Love the article. From a practitioner's (superintendent) perspective:
ReplyDeleteReform - Part I
1954 - Brown v Board of Education - and since then, Title IX, PL 94-142 (IDEA), Plyler v. Doe and other benchmarks of inclusion that were not legislated or decided in the courts.
Reform - Part II
Then, Goals 2000 (only good part - "ready for kindergarten"), NCLB (you got our attention, now go away), RTTT (don't like the stick, here's a few carrots).
Still tolerable until:
1) Politicians recognized this education stuff could get them elected and
2) Corporations recognized "We can make a boat load of money."
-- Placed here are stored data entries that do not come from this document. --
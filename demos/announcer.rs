//! Example Announcer (Writer)
//!
//! Creates (or attaches to) a broadcast channel and announces a new
//! payload id every second, alternating message types.

use std::time::Duration;
use venom_broadcast::{BroadcastChannel, ChannelConfig, MessageType};

fn main() {
    env_logger::init();

    let namespace = std::env::args()
        .nth(1)
        .unwrap_or_else(|| "venom_broadcast_demo".to_string());

    println!("[Announcer] Starting with namespace: {}", namespace);

    let mut channel = BroadcastChannel::new(ChannelConfig::default());
    if let Err(e) = channel.create(&namespace, 64) {
        eprintln!("[Announcer] Failed to create channel: {}", e);
        std::process::exit(1);
    }

    println!(
        "[Announcer] Channel ready, process id {} (Ctrl+C to quit)",
        channel.config().process_id
    );

    let mut payload_id = 0u64;
    loop {
        payload_id += 1;
        let message_type = match payload_id % 3 {
            1 => MessageType::Created,
            2 => MessageType::Updated,
            _ => MessageType::Removed,
        };

        match channel.broadcast(payload_id, message_type) {
            Ok(timestamp) => println!(
                "[Announcer] {:?} payload {} at {}",
                message_type, payload_id, timestamp
            ),
            // Contention is expected, try again next tick
            Err(e) if e.is_timeout() => eprintln!("[Announcer] Busy: {}", e),
            Err(e) => {
                eprintln!("[Announcer] Broadcast failed: {}", e);
                break;
            }
        }

        std::thread::sleep(Duration::from_secs(1));
    }

    if let Err(e) = channel.destroy() {
        eprintln!("[Announcer] Failed to destroy channel: {}", e);
    }
}
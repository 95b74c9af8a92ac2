//! Named POSIX shared memory with bounded-timeout reader/writer access
//!
//! Access is arbitrated with `flock(2)` on the region's file descriptor.
//! Every [`MemFile`] opens its own description, so two handles on the same
//! name exclude each other whether they live in one process or two. The
//! kernel drops a dead process's locks when its descriptors close.

use crate::error::{Access, BroadcastError, Result};
use rustix::fd::OwnedFd;
use rustix::fs::{flock, fstat, ftruncate, FlockOperation};
use rustix::io::Errno;
use rustix::mm::{mmap, munmap, MapFlags, ProtFlags};
use rustix::shm::{shm_open, shm_unlink, Mode, ShmOFlags};
use std::ffi::CString;
use std::ptr::NonNull;
use std::time::{Duration, Instant};

const VENOM_SHM_PREFIX: &str = "/venom_";
const MAX_NAME_LEN: usize = 255 - VENOM_SHM_PREFIX.len();

/// How long to sleep between non-blocking lock attempts
const LOCK_POLL_INTERVAL: Duration = Duration::from_millis(1);

fn shm_path(name: &str) -> Result<CString> {
    if name.len() > MAX_NAME_LEN {
        return Err(BroadcastError::NamespaceTooLong {
            max: MAX_NAME_LEN,
            got: name.len(),
        });
    }
    if name.is_empty() || name.contains('/') {
        return Err(BroadcastError::InvalidName(name.to_string()));
    }
    CString::new(format!("{}{}", VENOM_SHM_PREFIX, name))
        .map_err(|_| BroadcastError::InvalidName(name.to_string()))
}

/// Handle to a mapped shared memory region
pub struct MemFile {
    fd: OwnedFd,
    addr: NonNull<u8>,
    size: usize,
    name: String,
    is_owner: bool,
}

// SAFETY: the mapping is only touched through access guards, which need
// `&mut MemFile`, so moving the handle to another thread is sound.
unsafe impl Send for MemFile {}

impl MemFile {
    /// Create a new shared memory region of exactly `size` bytes
    ///
    /// Fails if a region with this name already exists. The new region is
    /// zero filled and this handle becomes its owner: dropping or destroying
    /// it unlinks the name.
    pub fn create(name: &str, size: usize) -> Result<Self> {
        let c_name = shm_path(name)?;

        let fd = shm_open(
            c_name.as_c_str(),
            ShmOFlags::CREATE | ShmOFlags::EXCL | ShmOFlags::RDWR,
            Mode::RUSR | Mode::WUSR | Mode::RGRP | Mode::WGRP | Mode::ROTH,
        )
        .map_err(|e| BroadcastError::ShmCreate {
            name: name.to_string(),
            source: e.into(),
        })?;

        let mapped = ftruncate(&fd, size as u64)
            .map_err(|e| BroadcastError::Truncate(e.into()))
            .and_then(|()| Self::map(&fd, size));
        let addr = match mapped {
            Ok(addr) => addr,
            Err(err) => {
                let _ = shm_unlink(c_name.as_c_str());
                return Err(err);
            }
        };

        log::debug!("created shared memory '{}' ({} bytes)", name, size);
        Ok(Self {
            fd,
            addr,
            size,
            name: name.to_string(),
            is_owner: true,
        })
    }

    /// Open an existing shared memory region, mapping all of it
    pub fn open(name: &str) -> Result<Self> {
        let c_name = shm_path(name)?;

        let fd = shm_open(c_name.as_c_str(), ShmOFlags::RDWR, Mode::empty()).map_err(|e| {
            BroadcastError::ShmOpen {
                name: name.to_string(),
                source: e.into(),
            }
        })?;

        // Get size from file
        let stat = fstat(&fd).map_err(|e| BroadcastError::ShmOpen {
            name: name.to_string(),
            source: e.into(),
        })?;
        let size = usize::try_from(stat.st_size).unwrap_or(0);
        if size == 0 {
            // Creator has not sized it yet, or never will
            return Err(BroadcastError::ShmOpen {
                name: name.to_string(),
                source: std::io::Error::new(
                    std::io::ErrorKind::InvalidData,
                    "shared memory region has zero length",
                ),
            });
        }

        let addr = Self::map(&fd, size)?;

        log::debug!("attached shared memory '{}' ({} bytes)", name, size);
        Ok(Self {
            fd,
            addr,
            size,
            name: name.to_string(),
            is_owner: false,
        })
    }

    fn map(fd: &OwnedFd, size: usize) -> Result<NonNull<u8>> {
        let addr = unsafe {
            mmap(
                std::ptr::null_mut(),
                size,
                ProtFlags::READ | ProtFlags::WRITE,
                MapFlags::SHARED,
                fd,
                0,
            )
            .map_err(|e| BroadcastError::Mmap(e.into()))?
        };

        NonNull::new(addr.cast::<u8>()).ok_or_else(|| {
            BroadcastError::Mmap(std::io::Error::new(
                std::io::ErrorKind::Other,
                "mmap returned null",
            ))
        })
    }

    /// Total number of mapped bytes
    #[inline(always)]
    pub fn max_data_size(&self) -> usize {
        self.size
    }

    /// Get the name of shared memory
    #[inline(always)]
    pub fn name(&self) -> &str {
        &self.name
    }

    /// Check if this handle created the region
    #[inline(always)]
    pub fn is_owner(&self) -> bool {
        self.is_owner
    }

    /// Acquire shared access, waiting at most `timeout`
    pub fn read_access(&mut self, timeout: Duration) -> Result<ReadAccess<'_>> {
        self.lock(Access::Read, timeout)?;
        Ok(ReadAccess { shm: self })
    }

    /// Acquire exclusive access, waiting at most `timeout`
    pub fn write_access(&mut self, timeout: Duration) -> Result<WriteAccess<'_>> {
        self.lock(Access::Write, timeout)?;
        Ok(WriteAccess { shm: self })
    }

    fn lock(&self, access: Access, timeout: Duration) -> Result<()> {
        let operation = match access {
            Access::Read => FlockOperation::NonBlockingLockShared,
            Access::Write => FlockOperation::NonBlockingLockExclusive,
        };
        let deadline = Instant::now() + timeout;

        loop {
            match flock(&self.fd, operation) {
                Ok(()) => return Ok(()),
                Err(e) if e == Errno::INTR => continue,
                Err(e) if e == Errno::WOULDBLOCK => {
                    let remaining = deadline.saturating_duration_since(Instant::now());
                    if remaining.is_zero() {
                        return Err(BroadcastError::LockTimeout { access, timeout });
                    }
                    std::thread::sleep(remaining.min(LOCK_POLL_INTERVAL));
                }
                Err(e) => return Err(BroadcastError::Lock(e.into())),
            }
        }
    }

    fn unlock(&self) {
        if let Err(e) = flock(&self.fd, FlockOperation::Unlock) {
            log::warn!("failed to unlock shared memory '{}': {}", self.name, e);
        }
    }

    fn bytes(&self) -> &[u8] {
        // SAFETY: addr/size describe a live mapping owned by self
        unsafe { std::slice::from_raw_parts(self.addr.as_ptr(), self.size) }
    }

    fn bytes_mut(&mut self) -> &mut [u8] {
        // SAFETY: as above, and &mut self keeps this the only local view
        unsafe { std::slice::from_raw_parts_mut(self.addr.as_ptr(), self.size) }
    }

    /// Unmap the region, unlinking the name if owned or `force_unlink` is set
    ///
    /// Other processes that already mapped the region keep their mapping;
    /// unlinking only stops new attaches from finding it.
    pub fn destroy(mut self, force_unlink: bool) -> Result<()> {
        let unlink = self.is_owner || force_unlink;
        let name = std::mem::take(&mut self.name);
        // Drop now only unmaps
        self.is_owner = false;
        drop(self);

        if !unlink {
            return Ok(());
        }
        let c_name = shm_path(&name)?;
        match shm_unlink(c_name.as_c_str()) {
            Ok(()) => Ok(()),
            // Someone else already removed it
            Err(e) if e == Errno::NOENT => Ok(()),
            Err(e) => Err(BroadcastError::Unlink {
                name,
                source: e.into(),
            }),
        }
    }
}

impl Drop for MemFile {
    fn drop(&mut self) {
        // Unmap memory
        unsafe {
            let _ = munmap(self.addr.as_ptr().cast(), self.size);
        }

        // If owner, unlink the shared memory
        if self.is_owner {
            if let Ok(c_name) = shm_path(&self.name) {
                let _ = shm_unlink(c_name.as_c_str());
            }
        }
    }
}

/// Shared access to a region, released on drop
pub struct ReadAccess<'a> {
    shm: &'a MemFile,
}

impl ReadAccess<'_> {
    /// Mapped bytes, valid while this guard lives
    #[inline]
    pub fn bytes(&self) -> &[u8] {
        self.shm.bytes()
    }

    /// Copy `buf.len()` bytes starting at `offset` out of the region
    pub fn read_into(&self, buf: &mut [u8], offset: usize) -> Result<()> {
        let bytes = self.bytes();
        let end = offset
            .checked_add(buf.len())
            .filter(|&end| end <= bytes.len())
            .ok_or(BroadcastError::OutOfBounds {
                offset,
                len: buf.len(),
                size: bytes.len(),
            })?;
        buf.copy_from_slice(&bytes[offset..end]);
        Ok(())
    }
}

impl Drop for ReadAccess<'_> {
    fn drop(&mut self) {
        self.shm.unlock();
    }
}

/// Exclusive access to a region, released on drop
pub struct WriteAccess<'a> {
    shm: &'a mut MemFile,
}

impl WriteAccess<'_> {
    /// Mapped bytes, valid while this guard lives
    #[inline]
    pub fn bytes(&self) -> &[u8] {
        self.shm.bytes()
    }

    /// Mutable mapped bytes, valid while this guard lives
    #[inline]
    pub fn bytes_mut(&mut self) -> &mut [u8] {
        self.shm.bytes_mut()
    }
}

impl Drop for WriteAccess<'_> {
    fn drop(&mut self) {
        self.shm.unlock();
    }
}

#[cfg(test)]
mod tests {
    use super::*;

    const TIMEOUT: Duration = Duration::from_millis(50);

    fn unique_name(tag: &str) -> String {
        format!("test_shm_{}_{}", tag, std::process::id())
    }

    #[test]
    fn test_create_and_open() {
        let name = unique_name("create_open");
        let size = 4096;

        // Create
        let mut shm1 = MemFile::create(&name, size).unwrap();
        assert!(shm1.is_owner());
        assert_eq!(shm1.max_data_size(), size);

        // Write some data
        shm1.write_access(TIMEOUT).unwrap().bytes_mut()[0] = 42;

        // Open from another "process"
        let mut shm2 = MemFile::open(&name).unwrap();
        assert!(!shm2.is_owner());
        assert_eq!(shm2.max_data_size(), size);

        // Read the data
        let access = shm2.read_access(TIMEOUT).unwrap();
        assert_eq!(access.bytes()[0], 42u8);
        let mut buf = [0u8; 2];
        access.read_into(&mut buf, 0).unwrap();
        assert_eq!(buf, [42, 0]);
        drop(access);

        // Drop shm2 first, then shm1 will unlink
        drop(shm2);
        drop(shm1);
        assert!(MemFile::open(&name).is_err());
    }

    #[test]
    fn test_create_existing_fails() {
        let name = unique_name("create_existing");
        let _shm = MemFile::create(&name, 128).unwrap();
        match MemFile::create(&name, 128) {
            Err(err) => {
                assert!(matches!(err, BroadcastError::ShmCreate { .. }));
                assert!(err.is_already_exists());
            }
            Ok(_) => panic!("second create of the same name should fail"),
        }
        assert!(!BroadcastError::NotCreated.is_already_exists());
    }

    #[test]
    fn test_region_is_not_world_writable() {
        let name = unique_name("mode");
        let shm = MemFile::create(&name, 64).unwrap();
        let stat = fstat(&shm.fd).unwrap();
        assert_eq!(stat.st_mode as u32 & 0o002, 0);
    }

    #[test]
    fn test_open_missing_fails() {
        let name = unique_name("missing");
        assert!(matches!(
            MemFile::open(&name),
            Err(BroadcastError::ShmOpen { .. })
        ));
    }

    #[test]
    fn test_invalid_names() {
        assert!(matches!(
            MemFile::create("", 64),
            Err(BroadcastError::InvalidName(_))
        ));
        assert!(matches!(
            MemFile::create("a/b", 64),
            Err(BroadcastError::InvalidName(_))
        ));
        let long = "x".repeat(MAX_NAME_LEN + 1);
        assert!(matches!(
            MemFile::open(&long),
            Err(BroadcastError::NamespaceTooLong { .. })
        ));
    }

    #[test]
    fn test_read_into_bounds() {
        let name = unique_name("read_bounds");
        let mut shm = MemFile::create(&name, 16).unwrap();
        let access = shm.read_access(TIMEOUT).unwrap();

        let mut buf = [0u8; 8];
        assert!(access.read_into(&mut buf, 8).is_ok());
        assert!(matches!(
            access.read_into(&mut buf, 9),
            Err(BroadcastError::OutOfBounds { offset: 9, len: 8, size: 16 })
        ));
        assert!(access.read_into(&mut buf, usize::MAX).is_err());
    }

    #[test]
    fn test_exclusive_access_times_out_peers() {
        let name = unique_name("exclusive");
        let mut writer = MemFile::create(&name, 64).unwrap();
        let mut peer = MemFile::open(&name).unwrap();

        let held = writer.write_access(TIMEOUT).unwrap();
        let started = Instant::now();
        match peer.read_access(TIMEOUT) {
            Err(BroadcastError::LockTimeout { access, timeout }) => {
                assert_eq!(access, Access::Read);
                assert_eq!(timeout, TIMEOUT);
            }
            _ => panic!("read access should time out while a writer holds the lock"),
        }
        assert!(started.elapsed() >= TIMEOUT);
        assert!(matches!(
            peer.write_access(TIMEOUT),
            Err(BroadcastError::LockTimeout { access: Access::Write, .. })
        ));
        drop(held);

        assert!(peer.write_access(TIMEOUT).is_ok());
    }

    #[test]
    fn test_shared_access_is_shared() {
        let name = unique_name("shared");
        let mut first = MemFile::create(&name, 64).unwrap();
        let mut second = MemFile::open(&name).unwrap();

        let a = first.read_access(TIMEOUT).unwrap();
        let b = second.read_access(TIMEOUT).unwrap();
        assert_eq!(a.bytes().len(), b.bytes().len());
        drop(b);

        // A reader still blocks writers
        assert!(second
            .write_access(TIMEOUT)
            .err()
            .map_or(false, |e| e.is_timeout()));
        drop(a);
        assert!(second.write_access(TIMEOUT).is_ok());
    }

    #[test]
    fn test_destroy_unlinks_only_for_owner() {
        let name = unique_name("destroy");
        let owner = MemFile::create(&name, 64).unwrap();
        let attached = MemFile::open(&name).unwrap();

        attached.destroy(false).unwrap();
        assert!(MemFile::open(&name).is_ok());

        owner.destroy(false).unwrap();
        assert!(MemFile::open(&name).is_err());
    }

    #[test]
    fn test_force_destroy_unlinks() {
        let name = unique_name("force_destroy");
        let owner = MemFile::create(&name, 64).unwrap();
        let attached = MemFile::open(&name).unwrap();

        attached.destroy(true).unwrap();
        assert!(MemFile::open(&name).is_err());

        // Name is already gone, owner destroy still succeeds
        owner.destroy(false).unwrap();
    }
}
Quick fixes get results to get elected. A pretty good gig for a politician since s/he's not around when the fixes fail and so do the kids.
And, then there's the profits. Slap the "Common core" label on it like the Good Housekeeping Seal and States will hand over their RTTT $.
So, they found Superman, hired rock-star consultants and short-term superintendents, turned the Peace Corps version of Teach for America into a business model and bastardized what could be / could have been quality standards, periodic benchmark standardized testing, professional professional development, touted test score victory after test score victory of which many turned out to be cheating starting with the Texas Miracle, and... segregated kids in schools where the adults could tout successes in controlling kids, behavior, and attendance (and never mention they don't accept kids with disabilities or don't speak English).
Change is a process. It is deliberate and slow. It is persistence with models and mental models. A shared vision and systemic means to get there. It's sticking with a framework, a process, and programs and getting better at it every year.
Bottom-liners like measurable results - fast, and cheap. So, what the heck - ignore process - just warehouse the kids, script the curriculum, test the kids, label the teachers, rank the schools...
I'll stick with process, persistence, focus on implementation, professional standards and professional development, and letting kids get their fingernails dirty, ask tough questions, and find relevance in their learning.